Forest Engineer Day

Specialists in sustainable forestry management celebrate their profession on July 12

Renato Meulman Leite da Silva_ Forestry area

July 12 is “Forestry Engineer Day,” celebrating professionals working to rationally and sustainably manage forest resources. This date honors Saint John Gualbert, chosen by Pope Pius XIII as the Patron of Forest Workers and a forerunner of agrarian laws. The motto of “conserving and using wisely” is attributed to him and his disciples and guides the work of forest workers still today.

At IP, it is no different: forest management techniques are used that guarantee the quality and sustainability of the paper produced by the company. All work focuses on reducing waste to make the most out of planted forests. That is why growing techniques are essential.

“At IP, we have forest engineers working on operations, from production of seedlings to harvesting and factory supply. We also have forest engineers in the support areas, such as planning and inventory, geoprocessing, promotion and partnerships, research and development,” explains Renato Meulman, a Research and Development Coordinator who has been with International Paper for seven years.

Ele conta que as possibilidades de atuação do engenheiro florestal são múltiplas e não se restringem apenas ao manejo florestal. “Hoje temos engenheiros nas áreas de suprimentos e nas áreas fabris, para produção de celulose.”

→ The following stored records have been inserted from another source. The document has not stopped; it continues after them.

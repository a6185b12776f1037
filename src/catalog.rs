//! Catalog supplier port and the bundled catalog.
//!
//! The storefront never owns product data; it reads whatever a [`Catalog`]
//! hands it. [`StaticCatalog`] covers the demo data set and JSON files.

use std::path::Path;

use serde::{Deserialize, Serialize};
use thiserror::Error;
use tracing::info;

use crate::domain::aggregates::Product;
use crate::domain::value_objects::{Price, Rating};

/// A category offered in the filter sidebar.
#[derive(Clone, Debug, PartialEq, Eq, Serialize, Deserialize)]
pub struct Category {
    pub id: String,
    pub label: String,
}

impl Category {
    pub fn new(id: impl Into<String>, label: impl Into<String>) -> Self {
        Self { id: id.into(), label: label.into() }
    }
}

#[derive(Error, Debug)]
pub enum CatalogError {
    #[error("failed to read catalog: {0}")]
    Io(#[from] std::io::Error),

    #[error("invalid catalog data: {0}")]
    Parse(#[from] serde_json::Error),

    #[error("duplicate product id: {0}")]
    DuplicateProduct(String),
}

/// Anything that can supply the product list.
pub trait Catalog: Send + Sync {
    fn products(&self) -> Vec<Product>;
    fn categories(&self) -> Vec<Category>;

    fn find(&self, id: &str) -> Option<Product> {
        self.products().into_iter().find(|p| p.id == id)
    }
}

/// An immutable in-memory catalog.
#[derive(Clone, Debug, Default, PartialEq, Serialize, Deserialize)]
pub struct StaticCatalog {
    products: Vec<Product>,
    #[serde(default)]
    categories: Vec<Category>,
}

impl StaticCatalog {
    pub fn new(products: Vec<Product>, categories: Vec<Category>) -> Result<Self, CatalogError> {
        let mut seen = std::collections::HashSet::new();
        if let Some(dup) = products.iter().find(|p| !seen.insert(p.id.as_str())) {
            return Err(CatalogError::DuplicateProduct(dup.id.clone()));
        }
        Ok(Self { products, categories })
    }

    /// Loads `{"products": [...], "categories": [...]}`.
    pub fn from_json_file(path: impl AsRef<Path>) -> Result<Self, CatalogError> {
        let raw = std::fs::read_to_string(path.as_ref())?;
        let parsed: StaticCatalog = serde_json::from_str(&raw)?;
        let catalog = Self::new(parsed.products, parsed.categories)?;
        info!(path = %path.as_ref().display(), products = catalog.products.len(), "catalog loaded");
        Ok(catalog)
    }

    pub fn demo() -> Self {
        let img = |photo: &str| format!("https://images.unsplash.com/photo-{photo}?w=400&q=80");
        let products = vec![
            Product::new("1", "Minimalist Desk Lamp", Price::from_cents(4999), img("1507473885765-e6ed057f782c"), Rating::new(4.5), "home"),
            Product::new("2", "Ergonomic Office Chair", Price::from_cents(19999), img("1505843490538-5133c6c7d0e1"), Rating::new(4.8), "furniture"),
            Product::new("3", "Wireless Headphones", Price::from_cents(12999), img("1505740420928-5e560c06d30e"), Rating::new(4.3), "electronics"),
            Product::new("4", "Smart Watch", Price::from_cents(29999), img("1523275335684-37898b6baf30"), Rating::new(4.6), "electronics"),
            Product::new("5", "Ceramic Coffee Mug", Price::from_cents(1999), img("1514228742587-6b1558fcca3d"), Rating::new(4.2), "home"),
            Product::new("6", "Leather Wallet", Price::from_cents(5999), img("1627123424574-724758594e93"), Rating::new(4.4), "accessories"),
            Product::new("7", "Portable Bluetooth Speaker", Price::from_cents(7999), img("1608043152269-423dbba4e7e1"), Rating::new(4.1), "electronics"),
            Product::new("8", "Minimalist Backpack", Price::from_cents(8999), img("1622560480654-d96214fdc887"), Rating::new(4.7), "accessories"),
        ];
        let categories = vec![
            Category::new("electronics", "Electronics"),
            Category::new("clothing", "Clothing"),
            Category::new("home", "Home & Kitchen"),
            Category::new("books", "Books"),
            Category::new("toys", "Toys & Games"),
        ];
        Self { products, categories }
    }
}

impl Catalog for StaticCatalog {
    fn products(&self) -> Vec<Product> { self.products.clone() }
    fn categories(&self) -> Vec<Category> { self.categories.clone() }

    fn find(&self, id: &str) -> Option<Product> { self.products.iter().find(|p| p.id == id).cloned() }
}

#[cfg(test)]
mod tests {
    use super::*;
    use std::io::Write;

    #[test]
    fn test_demo_catalog() {
        let catalog = StaticCatalog::demo();
        assert_eq!(catalog.products().len(), 8);
        assert_eq!(catalog.categories().len(), 5);
        assert_eq!(catalog.find("4").map(|p| p.name), Some("Smart Watch".to_string()));
        assert!(catalog.find("99").is_none());
    }

    #[test]
    fn test_rejects_duplicate_ids() {
        let p = StaticCatalog::demo().products().remove(0);
        let err = StaticCatalog::new(vec![p.clone(), p], vec![]).unwrap_err();
        assert!(matches!(err, CatalogError::DuplicateProduct(id) if id == "1"));
    }

    #[test]
    fn test_loads_json_file() {
        let mut file = tempfile::NamedTempFile::new().unwrap();
        write!(file, r#"{{"products":[{{"id":"x","name":"X","price":"12.50","image":"","rating":3.5,"category":"books"}}]}}"#).unwrap();
        let catalog = StaticCatalog::from_json_file(file.path()).unwrap();
        assert_eq!(catalog.products()[0].price, Price::from_cents(1250));
        assert!(catalog.categories().is_empty());
    }

    #[test]
    fn test_bad_json_file() {
        let mut file = tempfile::NamedTempFile::new().unwrap();
        write!(file, "not json").unwrap();
        assert!(matches!(StaticCatalog::from_json_file(file.path()), Err(CatalogError::Parse(_))));
        assert!(matches!(StaticCatalog::from_json_file("/nonexistent/catalog.json"), Err(CatalogError::Io(_))));
    }
}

To be successful in the profession – Yet what essential skills do professionals need to develop during their careers? According to Renato Meulman, it is fundamental that these workers enjoy working in the field and understand how to join the benefits that natural resources offer societies with environmental sustainability. These resources need to be used intelligently to ensure they are not exhausted in nature.

“My work involves developing new technologies for forestry operations as well as for machinery and equipment. I also need to guarantee that technical recommendations are correctly applied to maintain the quality of operations in planted forests,” he explains.

In Brazil the Forest Engineer profession is relatively new, dating to the 1960s. During these 50 years, a lot has changed and forest management techniques have evolved significantly with new technologies that have contributed to improving activities in the field.